Mohamed Esa won the men’s Cape Town Marathon on Sunday in 2:04:55, setting a course record and running the fastest marathon on African soil.
On the women’s side, Dera Dida Yami took the title in 2:23:18. The men’s podium was filled out by Yihunilign Adane in 2:04:59 and Kalipus Lomwai in 2:05:06; Mestawut Fikir was second among the women in 2:23:46 and Waganesh Mekasha third in 2:23:57.
For Esa, the result was more than a victory. "Thanks to the race organisers for giving me the chance to run on my home continent. To break the course record is special for me," he said, later adding, "I am very happy to run in Africa, the course is very nice and the support was very good. Eliud is my role model, I respect him so much. I was proud to race with him in Africa."
The field also included Eliud Kipchoge, who finished 16th in 2:13:29 on May 24 and was second in the masters division. Kipchoge, who said in March he was preparing the race in part to reach more people, told reporters here that he was focused more on inspiration than on a target time: "I am training normally, preparing my mind like any other race" and "But it is a different race. It’s more for inspiration and to reach more people than in the [past] marathons." He added, "I am not giving a stipulated time that I need to run in Cape Town…"
The numbers underline why this mattered on the day: Esa's 2:04:55 not only reset the course standard but also marked the fastest marathon ever run on African soil, while two established names — Adane and Lomwai — chased him to times of 2:04:59 and 2:05:06 respectively. Kipchoge's 2:13:29 stood out as a slower tune-up compared with his career highs, but his presence widened attention on the race and on the continent.
Organisers said this year’s event was the final assessment toward Cape Town joining the World Marathon Majors in 2027. That race bid arrives after a bruising run of cancellations: the 2025 Cape Town Marathon was cancelled due to high winds, and in 2024 the race was called off 90 minutes before the start for the same reason. The event had previously been moved from October to May 24 ahead of those disruptions.

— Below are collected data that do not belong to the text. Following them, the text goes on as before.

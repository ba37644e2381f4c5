//! In-memory cache implementation using the moka crate.

use std::time::{Duration, Instant};

use async_trait::async_trait;
use moka::Expiry;
use moka::future::Cache;
use tracing::debug;

use clinic_core::config::cache::CacheConfig;
use clinic_core::result::AppResult;
use clinic_core::traits::cache::CacheProvider;

/// A cached value together with its own time-to-live.
#[derive(Debug, Clone)]
struct Entry {
    value: String,
    ttl: Duration,
}

/// Expires each entry after the TTL it was written with.
struct PerEntryTtl;

impl Expiry<String, Entry> for PerEntryTtl {
    fn expire_after_create(&self, _key: &String, entry: &Entry, _created_at: Instant) -> Option<Duration> {
        Some(entry.ttl)
    }

    fn expire_after_update(
        &self,
        _key: &String,
        entry: &Entry,
        _updated_at: Instant,
        _duration_until_expiry: Option<Duration>,
    ) -> Option<Duration> {
        Some(entry.ttl)
    }
}

/// In-memory cache provider using moka.
#[derive(Debug, Clone)]
pub struct MemoryCacheProvider {
    cache: Cache<String, Entry>,
    default_ttl: Duration,
}

impl MemoryCacheProvider {
    /// Create a new in-memory cache from configuration.
    pub fn new(config: &CacheConfig) -> Self {
        Self::with_capacity(config.max_capacity, Duration::from_secs(config.default_ttl_seconds))
    }

    /// Create a cache with explicit limits.
    pub fn with_capacity(max_capacity: u64, default_ttl: Duration) -> Self {
        let cache = Cache::builder()
            .max_capacity(max_capacity)
            .expire_after(PerEntryTtl)
            .build();

        Self { cache, default_ttl }
    }
}

#[async_trait]
impl CacheProvider for MemoryCacheProvider {
    async fn get(&self, key: &str) -> AppResult<Option<String>> {
        Ok(self.cache.get(key).await.map(|entry| entry.value))
    }

    async fn set(&self, key: &str, value: &str, ttl: Duration) -> AppResult<()> {
        let entry = Entry {
            value: value.to_string(),
            ttl,
        };
        self.cache.insert(key.to_string(), entry).await;
        Ok(())
    }

    async fn set_default(&self, key: &str, value: &str) -> AppResult<()> {
        self.set(key, value, self.default_ttl).await
    }

    async fn delete(&self, key: &str) -> AppResult<()> {
        self.cache.remove(key).await;
        Ok(())
    }

    async fn exists(&self, key: &str) -> AppResult<bool> {
        Ok(self.cache.get(key).await.is_some())
    }

    async fn delete_prefix(&self, prefix: &str) -> AppResult<u64> {
        let keys_to_remove: Vec<String> = self
            .cache
            .iter()
            .filter(|(key, _)| key.starts_with(prefix))
            .map(|(key, _)| key.to_string())
            .collect();

        let count = keys_to_remove.len() as u64;
        for key in keys_to_remove {
            self.cache.remove(&key).await;
        }

        debug!(prefix, count, "Evicted cache keys by prefix");
        Ok(count)
    }
}

#[cfg(test)]
mod tests {
    use super::*;

    fn make_provider() -> MemoryCacheProvider {
        MemoryCacheProvider::with_capacity(1000, Duration::from_secs(60))
    }

    #[tokio::test]
    async fn test_set_get() {
        let provider = make_provider();
        provider.set("key1", "value1", Duration::from_secs(60)).await.unwrap();
        assert_eq!(provider.get("key1").await.unwrap(), Some("value1".to_string()));
        assert!(provider.exists("key1").await.unwrap());
    }

    #[tokio::test]
    async fn test_delete() {
        let provider = make_provider();
        provider.set_default("key1", "value1").await.unwrap();
        provider.delete("key1").await.unwrap();
        assert_eq!(provider.get("key1").await.unwrap(), None);
    }

    #[tokio::test]
    async fn test_per_entry_ttl() {
        let provider = make_provider();
        provider.set("short", "a", Duration::from_millis(50)).await.unwrap();
        provider.set("long", "b", Duration::from_secs(60)).await.unwrap();

        std::thread::sleep(Duration::from_millis(120));

        assert_eq!(provider.get("short").await.unwrap(), None);
        assert_eq!(provider.get("long").await.unwrap(), Some("b".to_string()));
    }

    #[tokio::test]
    async fn test_delete_prefix_leaves_other_namespaces() {
        let provider = make_provider();
        provider.set_default("clinic:setting:a", "1").await.unwrap();
        provider.set_default("clinic:setting:b", "2").await.unwrap();
        provider.set_default("clinic:jwt:blocked:x", "1").await.unwrap();

        let removed = provider.delete_prefix("clinic:setting:").await.unwrap();
        assert_eq!(removed, 2);
        assert!(provider.exists("clinic:jwt:blocked:x").await.unwrap());
    }

    #[tokio::test]
    async fn test_json_helpers() {
        let provider = make_provider();
        provider
            .put_json("report", &vec![2024, 2025], Duration::from_secs(5))
            .await
            .unwrap();
        let years: Option<Vec<i32>> = provider.fetch_json("report").await.unwrap();
        assert_eq!(years, Some(vec![2024, 2025]));

        provider.set_default("broken", "{not json").await.unwrap();
        assert!(provider.fetch_json::<Vec<i32>>("broken").await.is_err());
    }
}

Context matters: Cape Town is bidding to become the eighth World Marathon Major, and if it meets the necessary criteria it could be added as early as 2027. Kipchoge, who announced plans last year to run a marathon on each of the seven continents and chose Cape Town for the African leg, brings to the city a record that includes 11 World Marathon Majors wins, two Olympic gold medals and two world records — plus an exhibition sub-two-hour run of 1:59:40.

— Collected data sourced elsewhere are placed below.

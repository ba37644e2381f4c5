//! `[auth]` section: token lifetimes and password policy.

use chrono::Duration;
use serde::{Deserialize, Serialize};

/// Placeholder shipped in `config/default.toml`.
pub const PLACEHOLDER_JWT_SECRET: &str = "CHANGE_ME_IN_PRODUCTION";

#[derive(Debug, Clone, Serialize, Deserialize)]
#[serde(default)]
pub struct AuthConfig {
    /// HS256 signing key shared by the encoder and decoder.
    pub jwt_secret: String,
    pub jwt_access_ttl_minutes: u64,
    pub jwt_refresh_ttl_hours: u64,
    pub password_min_length: usize,
    /// zxcvbn score from 0 to 4; higher values are clamped.
    pub password_min_score: u8,
}

impl AuthConfig {
    pub fn access_ttl(&self) -> Duration {
        Duration::minutes(self.jwt_access_ttl_minutes as i64)
    }

    pub fn refresh_ttl(&self) -> Duration {
        Duration::hours(self.jwt_refresh_ttl_hours as i64)
    }

    /// True while the signing key is still the shipped placeholder.
    pub fn uses_placeholder_secret(&self) -> bool {
        self.jwt_secret == PLACEHOLDER_JWT_SECRET
    }
}

impl Default for AuthConfig {
    fn default() -> Self {
        Self {
            jwt_secret: PLACEHOLDER_JWT_SECRET.to_string(),
            jwt_access_ttl_minutes: 30,
            jwt_refresh_ttl_hours: 24 * 7,
            password_min_length: 8,
            password_min_score: 2,
        }
    }
}
//! Lifecycle and ordering of queued work.

use std::fmt;

use serde::{Deserialize, Serialize};

/// Where a job sits in the queue.
///
/// `Pending` covers both fresh jobs and jobs put back for a retry; the
/// `scheduled_at` column tells them apart.
#[derive(Debug, Clone, Copy, PartialEq, Eq, Hash, Serialize, Deserialize, sqlx::Type)]
#[sqlx(type_name = "job_status", rename_all = "lowercase")]
#[serde(rename_all = "lowercase")]
pub enum JobStatus {
    Pending,
    /// Claimed by the worker named in `worker_id`.
    Running,
    Completed,
    /// Out of attempts, or failed with a permanent error.
    Failed,
    Cancelled,
}

impl JobStatus {
    /// No worker will touch the job again.
    pub fn is_terminal(self) -> bool {
        !matches!(self, Self::Pending | Self::Running)
    }

    pub fn as_str(self) -> &'static str {
        match self {
            Self::Pending => "pending",
            Self::Running => "running",
            Self::Completed => "completed",
            Self::Failed => "failed",
            Self::Cancelled => "cancelled",
        }
    }
}

impl fmt::Display for JobStatus {
    fn fmt(&self, f: &mut fmt::Formatter<'_>) -> fmt::Result {
        f.write_str(self.as_str())
    }
}

/// Claim order within a queue. Variants are declared in the same order as
/// the `job_priority` enum in Postgres, so `ORDER BY priority DESC` and
/// [`Ord`] agree.
#[derive(
    Debug, Clone, Copy, Default, PartialEq, Eq, PartialOrd, Ord, Hash, Serialize, Deserialize, sqlx::Type,
)]
#[sqlx(type_name = "job_priority", rename_all = "lowercase")]
#[serde(rename_all = "lowercase")]
pub enum JobPriority {
    /// Housekeeping such as calendar syncs and notification cleanup.
    Low,
    /// Patient-facing deliveries.
    #[default]
    Normal,
    High,
}

impl JobPriority {
    pub fn as_str(self) -> &'static str {
        match self {
            Self::Low => "low",
            Self::Normal => "normal",
            Self::High => "high",
        }
    }
}

impl fmt::Display for JobPriority {
    fn fmt(&self, f: &mut fmt::Formatter<'_>) -> fmt::Result {
        f.write_str(self.as_str())
    }
}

The tension in Cape Town was plain: a breakthrough performance that rewrites records on African soil, and the presence of the sport’s biggest name running more for reach than for time. Esa leaves with the headline result; Kipchoge leaves the course having expanded the race’s profile but not its finishing order at the front.
For Mohamed Esa, the win is both personal and strategic. He set the mark where organisers hope the race will soon sit among the sport’s elite. If Cape Town meets the World Marathon Majors’ criteria, Esa’s 2:04:55 will be written into the record books of a marathon that could join the majors in 2027 — and that, by itself, would change the stakes of winning here.